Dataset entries
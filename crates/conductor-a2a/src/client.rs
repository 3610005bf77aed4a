use crate::config::ClientConfig;
use async_trait::async_trait;
use chrono::{DateTime, Utc};
use conductor_core::{
    ConductorError, ConductorResult, SubmitAccepted, SubmitRequest, TaskEvent, TaskSnapshot,
    TaskStatus, PROTOCOL_VERSION, PROTOCOL_VERSION_HEADER, STREAM_DONE,
};
use futures_util::stream::BoxStream;
use futures_util::StreamExt;
use parking_lot::{Mutex, RwLock};
use reqwest::StatusCode;
use serde::{Deserialize, Serialize};
use std::collections::HashMap;
use tracing::{debug, error, info, warn};
use uuid::Uuid;

/// Correlates a submitted subtask with the remote task it became.
#[derive(Debug, Clone, PartialEq, Eq, Serialize, Deserialize)]
pub struct DelegationHandle {
    pub task_id: String,
    pub agent_address: String,
    pub context_id: String,
    pub submitted_at: DateTime<Utc>,
}

/// The four verbs the scheduler uses to talk to a specialist.
#[async_trait]
pub trait DelegationTransport: Send + Sync {
    /// Dispatch a task. Any transport or non-2xx failure is a
    /// [`ConductorError::Submission`]; no retry happens here.
    async fn submit(
        &self,
        agent_address: &str,
        message: &str,
        context_id: &str,
        metadata: HashMap<String, serde_json::Value>,
    ) -> ConductorResult<DelegationHandle>;

    /// Read a remote task, optionally blocking in the remote's wait window.
    async fn await_result(
        &self,
        agent_address: &str,
        task_id: &str,
        wait: bool,
    ) -> ConductorResult<TaskSnapshot>;

    /// Whether the specialist answers its health check.
    async fn probe(&self, agent_address: &str) -> bool;

    /// Best-effort cancellation; `true` when the remote acknowledged.
    async fn cancel(&self, agent_address: &str, task_id: &str) -> bool;

    /// Forget handles once their request has been collected. Remote work
    /// is left alone.
    fn release(&self, _handles: &[DelegationHandle]) {}
}

#[derive(Debug, Clone)]
struct Tracked {
    handle: DelegationHandle,
    status: TaskStatus,
}

/// HTTP implementation of [`DelegationTransport`].
///
/// Keeps one connection pool per agent address, created on first use and
/// kept until [`close`](Self::close).
pub struct DelegationClient {
    config: ClientConfig,
    pools: RwLock<HashMap<String, reqwest::Client>>,
    in_flight: Mutex<HashMap<String, Tracked>>,
}

impl DelegationClient {
    pub fn new(config: ClientConfig) -> Self {
        Self {
            config,
            pools: RwLock::new(HashMap::new()),
            in_flight: Mutex::new(HashMap::new()),
        }
    }

    fn pool(&self, agent_address: &str) -> ConductorResult<reqwest::Client> {
        let key = agent_address.trim_end_matches('/');
        if let Some(client) = self.pools.read().get(key) {
            return Ok(client.clone());
        }

        let mut pools = self.pools.write();
        if let Some(client) = pools.get(key) {
            return Ok(client.clone());
        }
        let client = reqwest::Client::builder()
            .pool_max_idle_per_host(self.config.max_idle_per_host)
            .connect_timeout(self.config.request_timeout())
            .build()
            .map_err(|e| ConductorError::Http(e.to_string()))?;
        pools.insert(key.to_string(), client.clone());
        debug!(agent = %key, "Created connection pool");
        Ok(client)
    }

    /// Number of agent addresses with a live pool.
    pub fn pool_count(&self) -> usize {
        self.pools.read().len()
    }

    /// Handles whose remote task has not been seen in a terminal state.
    pub fn active_handles(&self) -> Vec<DelegationHandle> {
        self.in_flight
            .lock()
            .values()
            .filter(|t| !t.status.is_terminal())
            .map(|t| t.handle.clone())
            .collect()
    }

    /// Drop bookkeeping for finished tasks. Returns how many were dropped.
    pub fn clear_finished(&self) -> usize {
        let mut in_flight = self.in_flight.lock();
        let before = in_flight.len();
        in_flight.retain(|_, t| !t.status.is_terminal());
        let cleared = before - in_flight.len();
        info!(cleared, "Cleared finished delegations");
        cleared
    }

    /// Tear down every pool.
    pub fn close(&self) {
        self.pools.write().clear();
        info!("Delegation client closed");
    }

    /// Subscribe to the event stream of a remote task. The stream ends
    /// after the remote sends its terminal marker.
    pub async fn stream_events(
        &self,
        agent_address: &str,
        task_id: &str,
    ) -> ConductorResult<BoxStream<'static, ConductorResult<TaskEvent>>> {
        let client = self.pool(agent_address)?;
        let response = client
            .get(endpoint(agent_address, &format!("/tasks/{task_id}/stream")))
            .header(PROTOCOL_VERSION_HEADER, PROTOCOL_VERSION)
            .header(reqwest::header::ACCEPT, "text/event-stream")
            .send()
            .await
            .map_err(|e| ConductorError::Http(e.to_string()))?;

        match response.status() {
            status if status.is_success() => {}
            StatusCode::NOT_FOUND => {
                return Err(ConductorError::RemoteTaskNotFound(task_id.to_string()))
            }
            status => {
                return Err(ConductorError::Http(format!(
                    "{agent_address} returned {status} for event stream"
                )))
            }
        }

        let state = (response.bytes_stream().boxed(), Vec::<u8>::new());
        let events = futures_util::stream::unfold(state, |(mut bytes, mut buffer)| async move {
            loop {
                if let Some(pos) = buffer.iter().position(|b| *b == b'\n') {
                    let raw: Vec<u8> = buffer.drain(..=pos).collect();
                    let line = String::from_utf8_lossy(&raw);
                    let Some(data) = line.trim_end().strip_prefix("data:") else {
                        continue;
                    };
                    let data = data.trim();
                    if data == STREAM_DONE {
                        return None;
                    }
                    match serde_json::from_str::<TaskEvent>(data) {
                        Ok(event) => return Some((Ok(event), (bytes, buffer))),
                        Err(e) => {
                            warn!(error = %e, "Skipping malformed stream event");
                            continue;
                        }
                    }
                }

                match bytes.next().await {
                    Some(Ok(chunk)) => buffer.extend_from_slice(&chunk),
                    Some(Err(e)) => {
                        // Surface the error once, then end the stream.
                        let err = ConductorError::Http(e.to_string());
                        let ended = futures_util::stream::empty().boxed();
                        return Some((Err(err), (ended, Vec::new())));
                    }
                    None => return None,
                }
            }
        });

        Ok(events.boxed())
    }

    fn track_status(&self, task_id: &str, status: TaskStatus) {
        if let Some(tracked) = self.in_flight.lock().get_mut(task_id) {
            tracked.status = status;
        }
    }
}

impl Default for DelegationClient {
    fn default() -> Self {
        Self::new(ClientConfig::default())
    }
}

#[async_trait]
impl DelegationTransport for DelegationClient {
    async fn submit(
        &self,
        agent_address: &str,
        message: &str,
        context_id: &str,
        metadata: HashMap<String, serde_json::Value>,
    ) -> ConductorResult<DelegationHandle> {
        let client = self
            .pool(agent_address)
            .map_err(|e| ConductorError::Submission(e.to_string()))?;
        let context_id = if context_id.is_empty() {
            Uuid::new_v4().to_string()
        } else {
            context_id.to_string()
        };

        let preview: String = message.chars().take(100).collect();
        info!(agent = %agent_address, message = %preview, "Submitting task");

        let body = SubmitRequest::new(message, context_id.clone(), metadata);
        let response = client
            .post(endpoint(agent_address, "/tasks"))
            .header(PROTOCOL_VERSION_HEADER, PROTOCOL_VERSION)
            .timeout(self.config.request_timeout())
            .json(&body)
            .send()
            .await
            .map_err(|e| {
                error!(agent = %agent_address, error = %e, "Submission failed");
                ConductorError::Submission(format!("{agent_address}: {e}"))
            })?;

        let status = response.status();
        if !status.is_success() {
            let text = response.text().await.unwrap_or_default();
            error!(agent = %agent_address, status = %status, "Submission rejected");
            return Err(ConductorError::Submission(format!(
                "{agent_address} returned {status}: {text}"
            )));
        }

        let accepted: SubmitAccepted = response
            .json()
            .await
            .map_err(|e| ConductorError::Submission(format!("{agent_address}: {e}")))?;
        let task_id = accepted
            .task_id
            .filter(|id| !id.is_empty())
            .ok_or_else(|| {
                ConductorError::Submission(format!(
                    "{agent_address} accepted the task without a task_id"
                ))
            })?;

        let handle = DelegationHandle {
            task_id: task_id.clone(),
            agent_address: agent_address.to_string(),
            context_id,
            submitted_at: Utc::now(),
        };
        self.in_flight.lock().insert(
            task_id.clone(),
            Tracked {
                handle: handle.clone(),
                status: TaskStatus::Pending,
            },
        );
        info!(agent = %agent_address, task_id = %task_id, "Task submitted");
        Ok(handle)
    }

    async fn await_result(
        &self,
        agent_address: &str,
        task_id: &str,
        wait: bool,
    ) -> ConductorResult<TaskSnapshot> {
        let client = self.pool(agent_address)?;
        debug!(agent = %agent_address, task_id = %task_id, wait, "Reading task");

        let response = client
            .get(endpoint(agent_address, &format!("/tasks/{task_id}")))
            .query(&[("wait", wait)])
            .header(PROTOCOL_VERSION_HEADER, PROTOCOL_VERSION)
            .send()
            .await
            .map_err(|e| {
                error!(agent = %agent_address, task_id = %task_id, error = %e, "Task read failed");
                ConductorError::Http(e.to_string())
            })?;

        match response.status() {
            status if status.is_success() => {}
            StatusCode::NOT_FOUND => {
                warn!(agent = %agent_address, task_id = %task_id, "Remote task not found");
                return Err(ConductorError::RemoteTaskNotFound(task_id.to_string()));
            }
            status => {
                return Err(ConductorError::Http(format!(
                    "{agent_address} returned {status} for task {task_id}"
                )))
            }
        }

        let snapshot: TaskSnapshot = response
            .json()
            .await
            .map_err(|e| ConductorError::Http(e.to_string()))?;
        self.track_status(task_id, snapshot.status);
        Ok(snapshot)
    }

    async fn probe(&self, agent_address: &str) -> bool {
        let Ok(client) = self.pool(agent_address) else {
            return false;
        };
        match client
            .get(endpoint(agent_address, "/health"))
            .timeout(self.config.probe_timeout())
            .send()
            .await
        {
            Ok(response) => response.status() == StatusCode::OK,
            Err(e) => {
                debug!(agent = %agent_address, error = %e, "Agent not reachable");
                false
            }
        }
    }

    async fn cancel(&self, agent_address: &str, task_id: &str) -> bool {
        info!(agent = %agent_address, task_id = %task_id, "Cancelling task");
        self.track_status(task_id, TaskStatus::Cancelled);

        let Ok(client) = self.pool(agent_address) else {
            return false;
        };
        match client
            .delete(endpoint(agent_address, &format!("/tasks/{task_id}")))
            .header(PROTOCOL_VERSION_HEADER, PROTOCOL_VERSION)
            .timeout(self.config.request_timeout())
            .send()
            .await
        {
            Ok(response) => matches!(response.status(), StatusCode::OK | StatusCode::NO_CONTENT),
            Err(e) => {
                error!(agent = %agent_address, task_id = %task_id, error = %e, "Cancel failed");
                false
            }
        }
    }

    fn release(&self, handles: &[DelegationHandle]) {
        let mut in_flight = self.in_flight.lock();
        for handle in handles {
            in_flight.remove(&handle.task_id);
        }
    }
}

fn endpoint(agent_address: &str, path: &str) -> String {
    format!("{}{path}", agent_address.trim_end_matches('/'))
}
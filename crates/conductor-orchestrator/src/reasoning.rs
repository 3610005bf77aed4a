use crate::config::ReasoningConfig;
use async_trait::async_trait;
use conductor_core::{ConductorError, ConductorResult};
use std::time::Duration;
use tracing::debug;

/// A language model the orchestrator can ask for free-form text.
#[async_trait]
pub trait ReasoningEngine: Send + Sync {
    async fn complete(&self, prompt: &str) -> ConductorResult<String>;
}

/// OpenAI-compatible chat-completions backend.
pub struct ChatCompletionsEngine {
    config: ReasoningConfig,
    http: reqwest::Client,
}

impl ChatCompletionsEngine {
    pub fn new(config: ReasoningConfig) -> ConductorResult<Self> {
        let http = reqwest::Client::builder()
            .timeout(Duration::from_secs(config.timeout_secs))
            .build()
            .map_err(|e| ConductorError::Config(format!("reasoning client: {e}")))?;
        Ok(Self { config, http })
    }
}

#[async_trait]
impl ReasoningEngine for ChatCompletionsEngine {
    async fn complete(&self, prompt: &str) -> ConductorResult<String> {
        let url = format!(
            "{}/v1/chat/completions",
            self.config.base_url.trim_end_matches('/')
        );
        let body = serde_json::json!({
            "model": self.config.model,
            "max_tokens": self.config.max_tokens,
            "messages": [{"role": "user", "content": prompt}],
        });

        let mut request = self.http.post(&url).json(&body);
        if !self.config.api_key.is_empty() {
            request = request.bearer_auth(&self.config.api_key);
        }

        let resp = request
            .send()
            .await
            .map_err(|e| ConductorError::Reasoning(e.to_string()))?;

        let status = resp.status();
        let resp_body: serde_json::Value = resp
            .json()
            .await
            .map_err(|e| ConductorError::Reasoning(e.to_string()))?;

        if !status.is_success() {
            return Err(ConductorError::Reasoning(format!(
                "chat completions error {status}: {resp_body}"
            )));
        }

        let content = resp_body["choices"][0]["message"]["content"]
            .as_str()
            .ok_or_else(|| {
                ConductorError::Reasoning("response carries no message content".to_string())
            })?;
        debug!(model = %self.config.model, chars = content.len(), "Reasoning completion");
        Ok(content.to_string())
    }
}

/// Stand-in used when no reasoning endpoint is configured.
#[derive(Debug, Clone, Copy, Default)]
pub struct UnavailableReasoning;

#[async_trait]
impl ReasoningEngine for UnavailableReasoning {
    async fn complete(&self, _prompt: &str) -> ConductorResult<String> {
        Err(ConductorError::Reasoning(
            "no reasoning engine configured".to_string(),
        ))
    }
}
use serde::{Deserialize, Serialize};
use std::time::Duration;

/// Settings for a specialist's [`TaskRegistry`](crate::TaskRegistry).
#[derive(Debug, Clone, Serialize, Deserialize)]
pub struct RegistryConfig {
    /// Interval between samples while a reader waits for a terminal status.
    #[serde(default = "default_poll_interval_ms")]
    pub poll_interval_ms: u64,
    /// Server-side window for `GET /tasks/{id}?wait=true`.
    #[serde(default = "default_wait_timeout_secs")]
    pub wait_timeout_secs: u64,
    /// Terminal records older than this are evicted.
    #[serde(default = "default_retention_secs")]
    pub retention_secs: u64,
    #[serde(default = "default_sweep_interval_secs")]
    pub sweep_interval_secs: u64,
    /// Expiry handed to the write-through store.
    #[serde(default = "default_store_ttl_secs")]
    pub store_ttl_secs: u64,
}

fn default_poll_interval_ms() -> u64 {
    100
}

fn default_wait_timeout_secs() -> u64 {
    30
}

fn default_retention_secs() -> u64 {
    3600
}

fn default_sweep_interval_secs() -> u64 {
    300
}

fn default_store_ttl_secs() -> u64 {
    86_400
}

impl Default for RegistryConfig {
    fn default() -> Self {
        Self {
            poll_interval_ms: default_poll_interval_ms(),
            wait_timeout_secs: default_wait_timeout_secs(),
            retention_secs: default_retention_secs(),
            sweep_interval_secs: default_sweep_interval_secs(),
            store_ttl_secs: default_store_ttl_secs(),
        }
    }
}

impl RegistryConfig {
    pub fn poll_interval(&self) -> Duration {
        Duration::from_millis(self.poll_interval_ms.max(1))
    }

    pub fn wait_timeout(&self) -> Duration {
        Duration::from_secs(self.wait_timeout_secs)
    }

    pub fn retention(&self) -> Duration {
        Duration::from_secs(self.retention_secs)
    }

    pub fn sweep_interval(&self) -> Duration {
        Duration::from_secs(self.sweep_interval_secs.max(1))
    }

    pub fn store_ttl(&self) -> Duration {
        Duration::from_secs(self.store_ttl_secs)
    }
}

/// Settings for the [`DelegationClient`](crate::DelegationClient).
#[derive(Debug, Clone, Serialize, Deserialize)]
pub struct ClientConfig {
    /// Applies to submit and cancel calls. Waiting reads are bounded by
    /// the remote's own wait window instead.
    #[serde(default = "default_request_timeout_secs")]
    pub request_timeout_secs: u64,
    #[serde(default = "default_probe_timeout_secs")]
    pub probe_timeout_secs: u64,
    #[serde(default = "default_max_idle_per_host")]
    pub max_idle_per_host: usize,
}

fn default_request_timeout_secs() -> u64 {
    30
}

fn default_probe_timeout_secs() -> u64 {
    5
}

fn default_max_idle_per_host() -> usize {
    5
}

impl Default for ClientConfig {
    fn default() -> Self {
        Self {
            request_timeout_secs: default_request_timeout_secs(),
            probe_timeout_secs: default_probe_timeout_secs(),
            max_idle_per_host: default_max_idle_per_host(),
        }
    }
}

impl ClientConfig {
    pub fn request_timeout(&self) -> Duration {
        Duration::from_secs(self.request_timeout_secs)
    }

    pub fn probe_timeout(&self) -> Duration {
        Duration::from_secs(self.probe_timeout_secs)
    }
}

#[cfg(test)]
mod tests {
    use super::*;

    #[test]
    fn test_registry_defaults() {
        let config = RegistryConfig::default();
        assert_eq!(config.poll_interval(), Duration::from_millis(100));
        assert_eq!(config.retention(), Duration::from_secs(3600));
        assert_eq!(config.wait_timeout(), Duration::from_secs(30));
    }

    #[test]
    fn test_registry_partial_toml() {
        let config: RegistryConfig = toml::from_str("wait_timeout_secs = 5").unwrap();
        assert_eq!(config.wait_timeout_secs, 5);
        assert_eq!(config.poll_interval_ms, 100);
        assert_eq!(config.store_ttl_secs, 86_400);
    }

    #[test]
    fn test_client_defaults() {
        let config: ClientConfig = toml::from_str("").unwrap();
        assert_eq!(config.request_timeout(), Duration::from_secs(30));
        assert_eq!(config.probe_timeout(), Duration::from_secs(5));
        assert_eq!(config.max_idle_per_host, 5);
    }
}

• **Task prompt**
Nothing but a number should be given: the count of lines in the data above with the word "health".

• **Answer to this task**
2